TASK DETAILS
Pull every line that holds the word "SelfHarm" from the entries.

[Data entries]
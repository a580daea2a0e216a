use serde::{Deserialize, Serialize};
use sqlx::FromRow;

use crate::database::models::{Achievement, ForumPost, ForumReply};

pub const ANONYMOUS_NAME: &str = "Anonymous";

#[derive(Debug, Clone, Copy, PartialEq, Eq, Serialize, Deserialize)]
#[serde(rename_all = "snake_case")]
pub enum ModerationStatus {
    Pending,
    Approved,
    Rejected,
}

impl ModerationStatus {
    pub fn as_str(&self) -> &'static str {
        match self {
            ModerationStatus::Pending => "pending",
            ModerationStatus::Approved => "approved",
            ModerationStatus::Rejected => "rejected",
        }
    }
}

#[derive(Debug, Clone, Copy, PartialEq, Eq, Serialize, Deserialize)]
#[serde(rename_all = "snake_case")]
pub enum ReportReason {
    Spam,
    Harassment,
    HateSpeech,
    SelfHarm,
    Misinformation,
    Inappropriate,
    Other,
}

impl ReportReason {
    pub fn as_str(&self) -> &'static str {
        match self {
            ReportReason::Spam => "spam",
            ReportReason::Harassment => "harassment",
            ReportReason::HateSpeech => "hate_speech",
            ReportReason::SelfHarm => "self_harm",
            ReportReason::Misinformation => "misinformation",
            ReportReason::Inappropriate => "inappropriate",
            ReportReason::Other => "other",
        }
    }

    pub fn from_str(s: &str) -> Option<Self> {
        match s {
            "spam" => Some(ReportReason::Spam),
            "harassment" => Some(ReportReason::Harassment),
            "hate_speech" => Some(ReportReason::HateSpeech),
            "self_harm" => Some(ReportReason::SelfHarm),
            "misinformation" => Some(ReportReason::Misinformation),
            "inappropriate" => Some(ReportReason::Inappropriate),
            "other" => Some(ReportReason::Other),
            _ => None,
        }
    }
}

#[derive(Debug, Clone, Copy, PartialEq, Eq, Serialize, Deserialize)]
#[serde(rename_all = "snake_case")]
pub enum ReportStatus {
    Pending,
    Resolved,
    Dismissed,
}

impl ReportStatus {
    pub fn as_str(&self) -> &'static str {
        match self {
            ReportStatus::Pending => "pending",
            ReportStatus::Resolved => "resolved",
            ReportStatus::Dismissed => "dismissed",
        }
    }

    pub fn from_str(s: &str) -> Option<Self> {
        match s {
            "pending" => Some(ReportStatus::Pending),
            "resolved" => Some(ReportStatus::Resolved),
            "dismissed" => Some(ReportStatus::Dismissed),
            _ => None,
        }
    }
}

/// Moderator action on a post, as named in `/admin/forum/posts/{id}/{action}`.
#[derive(Debug, Clone, Copy, PartialEq, Eq)]
pub enum PostAction {
    Publish,
    Unpublish,
    Pin,
    Unpin,
    Lock,
    Unlock,
}

impl PostAction {
    pub fn as_str(&self) -> &'static str {
        match self {
            PostAction::Publish => "publish",
            PostAction::Unpublish => "unpublish",
            PostAction::Pin => "pin",
            PostAction::Unpin => "unpin",
            PostAction::Lock => "lock",
            PostAction::Unlock => "unlock",
        }
    }

    pub fn from_str(s: &str) -> Option<Self> {
        match s {
            "publish" => Some(PostAction::Publish),
            "unpublish" => Some(PostAction::Unpublish),
            "pin" => Some(PostAction::Pin),
            "unpin" => Some(PostAction::Unpin),
            "lock" => Some(PostAction::Lock),
            "unlock" => Some(PostAction::Unlock),
            _ => None,
        }
    }
}

/// Moderator action on a reply, as named in `/admin/forum/replies/{id}/{action}`.
#[derive(Debug, Clone, Copy, PartialEq, Eq)]
pub enum ReplyAction {
    Publish,
    Unpublish,
}

impl ReplyAction {
    pub fn as_str(&self) -> &'static str {
        match self {
            ReplyAction::Publish => "publish",
            ReplyAction::Unpublish => "unpublish",
        }
    }

    pub fn from_str(s: &str) -> Option<Self> {
        match s {
            "publish" => Some(ReplyAction::Publish),
            "unpublish" => Some(ReplyAction::Unpublish),
            _ => None,
        }
    }
}

#[derive(Debug, Clone, Deserialize)]
pub struct PostInput {
    pub category_id: i64,
    pub title: String,
    pub content: String,
    #[serde(default)]
    pub is_anonymous: bool,
}

#[derive(Debug, Clone, Deserialize)]
pub struct ReplyInput {
    pub content: String,
    #[serde(default)]
    pub is_anonymous: bool,
    pub parent_reply_id: Option<String>,
}

#[derive(Debug, Clone, Deserialize)]
pub struct ReportInput {
    pub post_id: Option<String>,
    pub reply_id: Option<String>,
    pub reason: String,
    pub description: String,
}

#[derive(Debug, Clone, Deserialize)]
pub struct ReviewReport {
    pub status: String,
    #[serde(default)]
    pub action_taken: String,
}

#[derive(Debug, Clone, Default, Deserialize)]
pub struct ModerationNote {
    #[serde(default)]
    pub reason: String,
}

#[derive(Debug, Clone, Default, Deserialize)]
pub struct PostQuery {
    pub category: Option<String>,
    pub limit: Option<i64>,
}

#[derive(Debug, Clone, FromRow)]
pub(crate) struct PostRow {
    #[sqlx(flatten)]
    pub post: ForumPost,
    pub author_username: String,
}

#[derive(Debug, Clone, FromRow)]
pub(crate) struct ReplyRow {
    #[sqlx(flatten)]
    pub reply: ForumReply,
    pub author_username: String,
}

/// A post as shown to readers; the author is hidden on anonymous posts.
#[derive(Debug, Clone, Serialize)]
pub struct PostView {
    #[serde(flatten)]
    pub post: ForumPost,
    pub author_id: Option<String>,
    pub author_name: String,
}

#[derive(Debug, Clone, Serialize)]
pub struct ReplyView {
    #[serde(flatten)]
    pub reply: ForumReply,
    pub author_id: Option<String>,
    pub author_name: String,
}

#[derive(Debug, Clone, Serialize)]
pub struct PostDetail {
    pub post: PostView,
    pub replies: Vec<ReplyView>,
}

#[derive(Debug, Clone, Serialize)]
pub struct CreatedPost {
    pub post: PostView,
    pub flagged: bool,
    pub pending_review: bool,
    pub new_achievements: Vec<Achievement>,
}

SOLUTION TO THIS TASK
    SelfHarm,
            ReportReason::SelfHarm => "self_harm",
            "self_harm" => Some(ReportReason::SelfHarm),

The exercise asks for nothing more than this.